Hage complained that the elk would drink his water and eat his grass.

According to court records, the relationship between the rancher and federal land agents deteriorated from there.

“In 1983, Plaintiffs received 40 letters from the Forest Service charging them with various violations,” wrote U.S. Court of Federal Claims Judge Loren Smith in 2008. “In the same year, the Forest Service paid 70 visits to Plaintiffs. Following the 40 letters and 70 visits, the Forest Service filed 22 charges against Plaintiffs. Many of these complaints cited issues of fence maintenance, some of them extremely minor infractions. (One was a loose staple in a fence post.) In addition, the Forest Service insisted that Plaintiffs maintain their 1866 Act ditches with nothing other than hand tools.”

Judge Smith — citing the Fifth Amendment prohibition against “taking” private property without just compensation — awarded the Hage estate $4,220,431.20, plus interest and attorney’s fees and costs. The total has long since topped $14 million, but the Hages have not seen a dime as various appeals courts have ducked and remanded and dismissed.

Though turned down once by the Supreme Court, Hage’s son Wayne N. Hage and daughter Ramona Hage Morrison say they plan to appeal one of their cases to the high court.

The latest litigation setback came in January when the 9th U.S. Circuit Court of Appeals tossed out a Nevada federal judge’s ruling in their favor. In a 104-page opinion Judge Robert Jones accused government officials of entering into “a literal, intentional conspiracy to deprive the Hages not only of their permits but also of their vested water rights. This behavior shocks the conscience …”

The appeals court accused Judge Jones of being biased against the federal land agents and took him off the case, even though Judge Smith had reached similar conclusions about the conduct of the federal agents, calling their behavior harassment and hostility.

“First, Plaintiffs had a significant investment-backed expectation in the ditches, as these were the primary means for conveyance of water for irrigating the Ranch.
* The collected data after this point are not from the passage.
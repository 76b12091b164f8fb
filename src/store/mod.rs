use std::path::Path;

use sqlx::{
    Sqlite, SqlitePool, Transaction,
    sqlite::{SqliteConnectOptions, SqlitePoolOptions},
};
use tracing::debug;

mod version;
pub use version::*;

use crate::error::Error;

/// Explicit handle to the relational store. Constructed once by the process
/// entry point and passed into the ingestor and query engine; nothing in the
/// crate holds global connection state.
#[derive(Clone)]
pub struct Store {
    pool: SqlitePool,
}

impl Store {
    pub async fn open<P: AsRef<Path>>(path: P) -> Result<Self, Error> {
        let options = SqliteConnectOptions::new()
            .filename(path)
            .create_if_missing(true);
        let pool = SqlitePoolOptions::new()
            .max_connections(5)
            .connect_with(options)
            .await?;
        let store = Self { pool };
        store.migrate().await?;
        Ok(store)
    }

    /// In-memory store for tests. A single never-recycled connection keeps
    /// the database alive for the lifetime of the pool.
    pub async fn open_in_memory() -> Result<Self, Error> {
        let pool = SqlitePoolOptions::new()
            .max_connections(1)
            .idle_timeout(None)
            .max_lifetime(None)
            .connect("sqlite::memory:")
            .await?;
        let store = Self { pool };
        store.migrate().await?;
        Ok(store)
    }

    pub fn pool(&self) -> &SqlitePool {
        &self.pool
    }

    pub async fn begin(&self) -> Result<Transaction<'static, Sqlite>, Error> {
        Ok(self.pool.begin().await?)
    }

    /// Idempotent schema creation. Every entity table is keyed by
    /// `(feed_version_id, natural id)`; GTFS identifiers are only unique
    /// within their owning feed version, never globally.
    async fn migrate(&self) -> Result<(), Error> {
        const STATEMENTS: &[&str] = &[
            "CREATE TABLE IF NOT EXISTS feed_versions (
                id INTEGER PRIMARY KEY AUTOINCREMENT,
                filename TEXT NOT NULL,
                fingerprint TEXT NOT NULL UNIQUE,
                imported_at TEXT NOT NULL
            )",
            "CREATE TABLE IF NOT EXISTS agencies (
                feed_version_id INTEGER NOT NULL REFERENCES feed_versions (id),
                agency_id TEXT NOT NULL,
                name TEXT NOT NULL,
                url TEXT,
                timezone TEXT,
                lang TEXT,
                phone TEXT,
                PRIMARY KEY (feed_version_id, agency_id)
            )",
            "CREATE TABLE IF NOT EXISTS routes (
                feed_version_id INTEGER NOT NULL REFERENCES feed_versions (id),
                route_id TEXT NOT NULL,
                agency_id TEXT NOT NULL,
                short_name TEXT,
                long_name TEXT,
                description TEXT,
                route_type INTEGER NOT NULL,
                color TEXT,
                text_color TEXT,
                PRIMARY KEY (feed_version_id, route_id)
            )",
            "CREATE TABLE IF NOT EXISTS stops (
                feed_version_id INTEGER NOT NULL REFERENCES feed_versions (id),
                stop_id TEXT NOT NULL,
                name TEXT NOT NULL,
                code TEXT,
                description TEXT,
                lat REAL NOT NULL,
                lon REAL NOT NULL,
                location_type INTEGER NOT NULL DEFAULT 0,
                parent_station TEXT,
                geom TEXT NOT NULL,
                PRIMARY KEY (feed_version_id, stop_id)
            )",
            "CREATE TABLE IF NOT EXISTS trips (
                feed_version_id INTEGER NOT NULL REFERENCES feed_versions (id),
                trip_id TEXT NOT NULL,
                route_id TEXT NOT NULL,
                service_id TEXT NOT NULL,
                headsign TEXT,
                direction_id INTEGER,
                shape_id TEXT,
                PRIMARY KEY (feed_version_id, trip_id)
            )",
            "CREATE TABLE IF NOT EXISTS stop_times (
                feed_version_id INTEGER NOT NULL REFERENCES feed_versions (id),
                trip_id TEXT NOT NULL,
                stop_sequence INTEGER NOT NULL,
                stop_id TEXT NOT NULL,
                arrival_time TEXT NOT NULL,
                departure_time TEXT NOT NULL,
                PRIMARY KEY (feed_version_id, trip_id, stop_sequence)
            )",
            "CREATE INDEX IF NOT EXISTS idx_stop_times_stop
                ON stop_times (feed_version_id, stop_id, departure_time)",
            "CREATE TABLE IF NOT EXISTS calendar (
                feed_version_id INTEGER NOT NULL REFERENCES feed_versions (id),
                service_id TEXT NOT NULL,
                monday INTEGER NOT NULL,
                tuesday INTEGER NOT NULL,
                wednesday INTEGER NOT NULL,
                thursday INTEGER NOT NULL,
                friday INTEGER NOT NULL,
                saturday INTEGER NOT NULL,
                sunday INTEGER NOT NULL,
                start_date TEXT NOT NULL,
                end_date TEXT NOT NULL,
                PRIMARY KEY (feed_version_id, service_id)
            )",
            "CREATE TABLE IF NOT EXISTS calendar_dates (
                feed_version_id INTEGER NOT NULL REFERENCES feed_versions (id),
                service_id TEXT NOT NULL,
                date TEXT NOT NULL,
                exception_type INTEGER NOT NULL,
                PRIMARY KEY (feed_version_id, service_id, date)
            )",
            "CREATE TABLE IF NOT EXISTS shape_points (
                feed_version_id INTEGER NOT NULL REFERENCES feed_versions (id),
                shape_id TEXT NOT NULL,
                sequence INTEGER NOT NULL,
                lat REAL NOT NULL,
                lon REAL NOT NULL,
                PRIMARY KEY (feed_version_id, shape_id, sequence)
            )",
            "CREATE TABLE IF NOT EXISTS shapes (
                feed_version_id INTEGER NOT NULL REFERENCES feed_versions (id),
                shape_id TEXT NOT NULL,
                geom TEXT NOT NULL,
                PRIMARY KEY (feed_version_id, shape_id)
            )",
            "CREATE TABLE IF NOT EXISTS fare_attributes (
                feed_version_id INTEGER NOT NULL REFERENCES feed_versions (id),
                fare_id TEXT NOT NULL,
                price REAL NOT NULL,
                currency TEXT NOT NULL,
                payment_method INTEGER,
                transfers INTEGER,
                PRIMARY KEY (feed_version_id, fare_id)
            )",
            "CREATE TABLE IF NOT EXISTS fare_rules (
                feed_version_id INTEGER NOT NULL REFERENCES feed_versions (id),
                fare_id TEXT NOT NULL,
                route_id TEXT,
                origin_id TEXT,
                destination_id TEXT
            )",
            "CREATE TABLE IF NOT EXISTS feed_info (
                feed_version_id INTEGER NOT NULL REFERENCES feed_versions (id),
                publisher_name TEXT NOT NULL,
                publisher_url TEXT,
                lang TEXT,
                start_date TEXT,
                end_date TEXT,
                version TEXT,
                PRIMARY KEY (feed_version_id)
            )",
        ];
        for statement in STATEMENTS {
            sqlx::query(statement).execute(&self.pool).await?;
        }
        debug!("store schema ready");
        Ok(())
    }
}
The ditches were rights purchased along with the Ranch,” Judge Smith wrote. “Second, Plaintiffs offered ample evidence that the Forest Service had engaged in harassment towards Plaintiffs, enough to suggest that the implementation of the hand tools requirement was based solely on hostility to Plaintiffs. Third, the economic impact of this regulation was considerable; it would have been economically impractical for Plaintiffs to hire enough men with hand tools to perform any sort of substantial work clearing the ditches.”

Judge Smith ruled the Hage ranch had a right to access its vested water rights, but the 9th Circuit basically ruled the ranch had no right to let cattle graze while getting to that water.

According to a Hage family press release posted by Range magazine, the family sees the conflict in rulings as something the Supreme Court needs to resolve.

“It is only the Ninth Circuit three-judge panel, after a 45 minute hearing, which determined that they are better arbiters of the truth than the two judges from two separate federal courts who actually saw the evidence and heard witnesses testify over a combined period of 43 trial days,” the press release states. “The Ninth Circuit panel, in reaching their desired outcome in U.S. v. Hage has managed to significantly diminish western water law and the laws governing rights of ways for roads, ditches and canals across federally administered lands, leaving the Hages no choice but to seek relief at the U.S. Supreme Court.”

The Hages are asking for donations to help defray the cost of continued litigation.